## [Aim of the task]
Using the data beneath this instruction, retype only the lines from the one that contains "let Ok(content) = std::fs::read_to_string(&yaml_path)" down to the one that contains "Names bound inside", both included, exactly as they appear.

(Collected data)
____
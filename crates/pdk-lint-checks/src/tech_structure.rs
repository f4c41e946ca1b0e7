//! Check that each technology module (`tech.py`) declares the expected
//! names, and that the layer listing file agrees with the layer class.

use pdk_lint_core::matchers::top_level_defined_names;
use pdk_lint_core::parse::{named_children, node_text, ParsedFile};
use pdk_lint_core::{Check, CheckContext, CheckResult, Location};
use std::collections::BTreeSet;
use std::path::Path;
use tree_sitter::Node;

/// Check name for tech-structure.
pub const NAME: &str = "check-tech-structure";

/// Names every `tech.py` must bind at top level.
pub const REQUIRED_NAMES: &[&str] = &["LAYER", "LAYER_STACK", "LAYER_VIEWS", "cross_sections"];

/// Names every `tech.py` should bind at top level.
pub const RECOMMENDED_NAMES: &[&str] = &["routing_strategies"];

/// Marker substring identifying the layer-map class.
const LAYER_CLASS_MARKER: &str = "LAYER";

/// Validates technology-declaration files per package subdirectory.
#[derive(Debug, Clone)]
pub struct TechStructure {
    required: &'static [&'static str],
    recommended: &'static [&'static str],
}

impl Default for TechStructure {
    fn default() -> Self {
        Self::new()
    }
}

impl TechStructure {
    /// Creates the check with the default name sets.
    #[must_use]
    pub fn new() -> Self {
        Self {
            required: REQUIRED_NAMES,
            recommended: RECOMMENDED_NAMES,
        }
    }

    fn check_tech_file(&self, display: &Path, file: &ParsedFile, result: &mut CheckResult) {
        let defined = top_level_defined_names(file.root(), file.bytes());

        for name in self.required {
            if !defined.contains_key(*name) {
                result.error_at(
                    Location::new(display.to_path_buf()),
                    format!("required definition '{name}' not found"),
                );
            }
        }
        for name in self.recommended {
            if !defined.contains_key(*name) {
                result.warn_at(
                    Location::new(display.to_path_buf()),
                    format!("recommended definition '{name}' not found"),
                );
            }
        }
    }
}

impl Check for TechStructure {
    fn name(&self) -> &'static str {
        NAME
    }

    fn description(&self) -> &'static str {
        "Validates tech.py declarations and layers.yaml consistency"
    }

    fn run(&self, ctx: &CheckContext) -> CheckResult {
        let mut result = CheckResult::new(self.name());
        let Some(layout) = &ctx.layout else {
            result.warn("could not locate package directory - skipping");
            return result;
        };

        for subdir in layout.subdirs() {
            let tech_path = subdir.join("tech.py");
            if !tech_path.exists() {
                result.error_at(Location::new(ctx.display_path(subdir)), "tech.py not found");
                continue;
            }
            match pdk_lint_core::parse::parse_file(&tech_path) {
                Ok(file) => {
                    self.check_tech_file(&ctx.display_path(&tech_path), &file, &mut result);
                }
                Err(e) if e.is_syntax() => {
                    result.warn_at(
                        Location::new(ctx.display_path(&tech_path)),
                        "could not parse (syntax error)",
                    );
                }
                Err(_) => {}
            }
            check_layer_drift(ctx, subdir, &mut result);
        }

        result
    }
}

/// Cross-checks `layers.yaml` keys against the layer-map class, when both
/// exist. Drift in either direction is tolerated but surfaced.
fn check_layer_drift(ctx: &CheckContext, subdir: &Path, result: &mut CheckResult) {
    let yaml_path = ["layers.yaml", "layers.yml"]
        .iter()
        .map(|n| subdir.join(n))
        .find(|p| p.exists());
    let Some(yaml_path) = yaml_path else {
        return;
    };
    let Ok(content) = std::fs::read_to_string(&yaml_path) else {
        return;
    };

    let yaml_layers = top_level_keys(&content);

    let mut code_layers = BTreeSet::new();
    for src_name in ["layers.py", "tech.py"] {
        let src_path = subdir.join(src_name);
        if !src_path.exists() {
            continue;
        }
        let Ok(file) = pdk_lint_core::parse::parse_file(&src_path) else {
            continue;
        };
        collect_layer_class_names(file.root(), file.bytes(), &mut code_layers);
    }
    if code_layers.is_empty() {
        return;
    }

    let only_in_code: Vec<&String> = code_layers.difference(&yaml_layers).collect();
    let only_in_yaml: Vec<&String> = yaml_layers.difference(&code_layers).collect();
    let display = ctx.display_path(subdir);

    if !only_in_code.is_empty() {
        result.warn_at(
            Location::new(display.clone()),
            format!("layers in code but not in layers.yaml: {only_in_code:?}"),
        );
    }
    if !only_in_yaml.is_empty() {
        result.warn_at(
            Location::new(display),
            format!("layers in layers.yaml but not in code: {only_in_yaml:?}"),
        );
    }
}

/// Top-level keys of a flat key-value listing: lines starting with a word
/// followed by a colon. Deliberately not a YAML parse; the listing is flat
/// by convention and nested keys are indented out of consideration.
fn top_level_keys(content: &str) -> BTreeSet<String> {
    let mut keys = BTreeSet::new();
    for line in content.lines() {
        let word: String = line
            .chars()
            .take_while(|c| c.is_alphanumeric() || *c == '_')
            .collect();
        if word.is_empty() {
            continue;
        }
        if line[word.len()..].trim_start().starts_with(':') {
            keys.insert(word);
        }
    }
    keys
}

/// Names bound inside any class whose name contains the layer marker,
/// found anywhere in the tree.
fn collect_layer_class_names(node: Node<'_>, source: &[u8], out: &mut BTreeSet<String>) {
    if node.kind() == "class_definition" {
        let is_layer_class = node
            .child_by_field_name("name")
            .is_some_and(|n| node_text(n, source).to_uppercase().contains(LAYER_CLASS_MARKER));
        if is_layer_class {
            if let Some(body) = node.child_by_field_name("body") {
                for stmt in named_children(body) {
                    if stmt.kind() != "expression_statement" {
                        continue;
                    }
                    let Some(expr) = stmt.named_child(0) else {
                        continue;
                    };
                    if expr.kind() != "assignment" {
                        continue;
                    }
                    if let Some(left) = expr.child_by_field_name("left") {
                        if left.kind() == "identifier" {
                            out.insert(node_text(left, source).to_string());
                        }
                    }
                }
            }
        }
    }
    for child in named_children(node) {
        collect_layer_class_names(child, source, out);
    }
}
____
## [Task solution]
    let Ok(content) = std::fs::read_to_string(&yaml_path) else {
        return;
    };

    let yaml_layers = top_level_keys(&content);

    let mut code_layers = BTreeSet::new();
    for src_name in ["layers.py", "tech.py"] {
        let src_path = subdir.join(src_name);
        if !src_path.exists() {
            continue;
        }
        let Ok(file) = pdk_lint_core::parse::parse_file(&src_path) else {
            continue;
        };
        collect_layer_class_names(file.root(), file.bytes(), &mut code_layers);
    }
    if code_layers.is_empty() {
        return;
    }

    let only_in_code: Vec<&String> = code_layers.difference(&yaml_layers).collect();
    let only_in_yaml: Vec<&String> = yaml_layers.difference(&code_layers).collect();
    let display = ctx.display_path(subdir);

    if !only_in_code.is_empty() {
        result.warn_at(
            Location::new(display.clone()),
            format!("layers in code but not in layers.yaml: {only_in_code:?}"),
        );
    }
    if !only_in_yaml.is_empty() {
        result.warn_at(
            Location::new(display),
            format!("layers in layers.yaml but not in code: {only_in_yaml:?}"),
        );
    }
}

/// Top-level keys of a flat key-value listing: lines starting with a word
/// followed by a colon. Deliberately not a YAML parse; the listing is flat
/// by convention and nested keys are indented out of consideration.
fn top_level_keys(content: &str) -> BTreeSet<String> {
    let mut keys = BTreeSet::new();
    for line in content.lines() {
        let word: String = line
            .chars()
            .take_while(|c| c.is_alphanumeric() || *c == '_')
            .collect();
        if word.is_empty() {
            continue;
        }
        if line[word.len()..].trim_start().starts_with(':') {
            keys.insert(word);
        }
    }
    keys
}

/// Names bound inside any class whose name contains the layer marker,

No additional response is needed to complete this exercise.